The problem - Answer with a single number: how many lines in the listing below include "milliseconds"?

◇ ◇ ◇ ◇

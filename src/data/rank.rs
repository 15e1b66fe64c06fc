//! Top-N selection for tables and charts. Descending stable sort; ties keep
//! original index order so output is reproducible across builds.

use std::cmp::Ordering;

/// Top `n` records by an integer count field.
pub fn top_n_by_count<'a, T, F>(records: &'a [T], n: usize, key: F) -> Vec<&'a T>
where
    F: Fn(&T) -> u64,
{
    let mut ranked: Vec<&T> = records.iter().collect();
    ranked.sort_by(|left, right| key(right).cmp(&key(left)));
    ranked.truncate(n);
    ranked
}

/// Top `n` records by a derived rate. Records whose rate is unavailable
/// (zero denominator) sort after all rated records.
pub fn top_n_by_rate<'a, T, F>(records: &'a [T], n: usize, key: F) -> Vec<&'a T>
where
    F: Fn(&T) -> Option<f64>,
{
    let mut ranked: Vec<&T> = records.iter().collect();
    ranked.sort_by(|left, right| match (key(left), key(right)) {
        (Some(l), Some(r)) => r.total_cmp(&l),
        (Some(_), None) => Ordering::Less,
        (None, Some(_)) => Ordering::Greater,
        (None, None) => Ordering::Equal,
    });
    ranked.truncate(n);
    ranked
}
//! Configuration Module
//!
//! Retry, cache and transport settings for the fetch controller, loaded from
//! environment variables with defaults.

use std::env;
use std::time::Duration;

// == Defaults ==
/// Total attempts per fetch cycle (first attempt included)
pub const DEFAULT_MAX_RETRIES: u32 = 3;
/// Freshness window for cached responses in milliseconds
pub const DEFAULT_CACHE_TTL_MS: u64 = 600_000;
/// Delay between two attempts in milliseconds
pub const DEFAULT_RETRY_INTERVAL_MS: u64 = 2_000;
/// Capacity of the in-memory response cache
pub const DEFAULT_MAX_CACHE_ENTRIES: usize = 1000;

/// Fetch controller configuration.
///
/// All values can be configured via environment variables with sensible defaults.
#[derive(Debug, Clone)]
pub struct FetchConfig {
    /// Total number of network attempts per cycle
    pub max_retries: u32,
    /// How long a cached response stays fresh
    pub cache_ttl: Duration,
    /// Fixed delay before each retry
    pub retry_interval: Duration,
    /// Maximum number of entries held by `MemoryCache`
    pub max_cache_entries: usize,
    /// Optional per-request timeout handed to the HTTP client
    pub request_timeout: Option<Duration>,
}

impl FetchConfig {
    /// Creates a new FetchConfig by loading values from environment variables.
    ///
    /// # Environment Variables
    /// - `FETCH_MAX_RETRIES` - Total attempts per cycle (default: 3)
    /// - `FETCH_CACHE_TTL_MS` - Cache freshness window in ms (default: 600000)
    /// - `FETCH_RETRY_INTERVAL_MS` - Delay between attempts in ms (default: 2000)
    /// - `FETCH_MAX_CACHE_ENTRIES` - In-memory cache capacity (default: 1000)
    /// - `FETCH_REQUEST_TIMEOUT_MS` - Per-request timeout in ms (default: none)
    pub fn from_env() -> Self {
        Self {
            max_retries: parse_var("FETCH_MAX_RETRIES").unwrap_or(DEFAULT_MAX_RETRIES),
            cache_ttl: Duration::from_millis(
                parse_var("FETCH_CACHE_TTL_MS").unwrap_or(DEFAULT_CACHE_TTL_MS),
            ),
            retry_interval: Duration::from_millis(
                parse_var("FETCH_RETRY_INTERVAL_MS").unwrap_or(DEFAULT_RETRY_INTERVAL_MS),
            ),
            max_cache_entries: parse_var("FETCH_MAX_CACHE_ENTRIES")
                .unwrap_or(DEFAULT_MAX_CACHE_ENTRIES),
            request_timeout: parse_var::<u64>("FETCH_REQUEST_TIMEOUT_MS")
                .map(Duration::from_millis),
        }
    }

    // == Attempts ==
    /// Number of attempts a cycle may make. Never less than one.
    pub fn attempts(&self) -> u32 {
        self.max_retries.max(1)
    }

    pub fn with_max_retries(mut self, max_retries: u32) -> Self {
        self.max_retries = max_retries;
        self
    }

    pub fn with_cache_ttl(mut self, cache_ttl: Duration) -> Self {
        self.cache_ttl = cache_ttl;
        self
    }

    pub fn with_retry_interval(mut self, retry_interval: Duration) -> Self {
        self.retry_interval = retry_interval;
        self
    }
}

impl Default for FetchConfig {
    fn default() -> Self {
        Self {
            max_retries: DEFAULT_MAX_RETRIES,
            cache_ttl: Duration::from_millis(DEFAULT_CACHE_TTL_MS),
            retry_interval: Duration::from_millis(DEFAULT_RETRY_INTERVAL_MS),
            max_cache_entries: DEFAULT_MAX_CACHE_ENTRIES,
            request_timeout: None,
        }
    }
}

fn parse_var<T: std::str::FromStr>(name: &str) -> Option<T> {
    env::var(name).ok().and_then(|v| v.trim().parse().ok())
}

◇ ◇ ◇ ◇

Output for this task - 2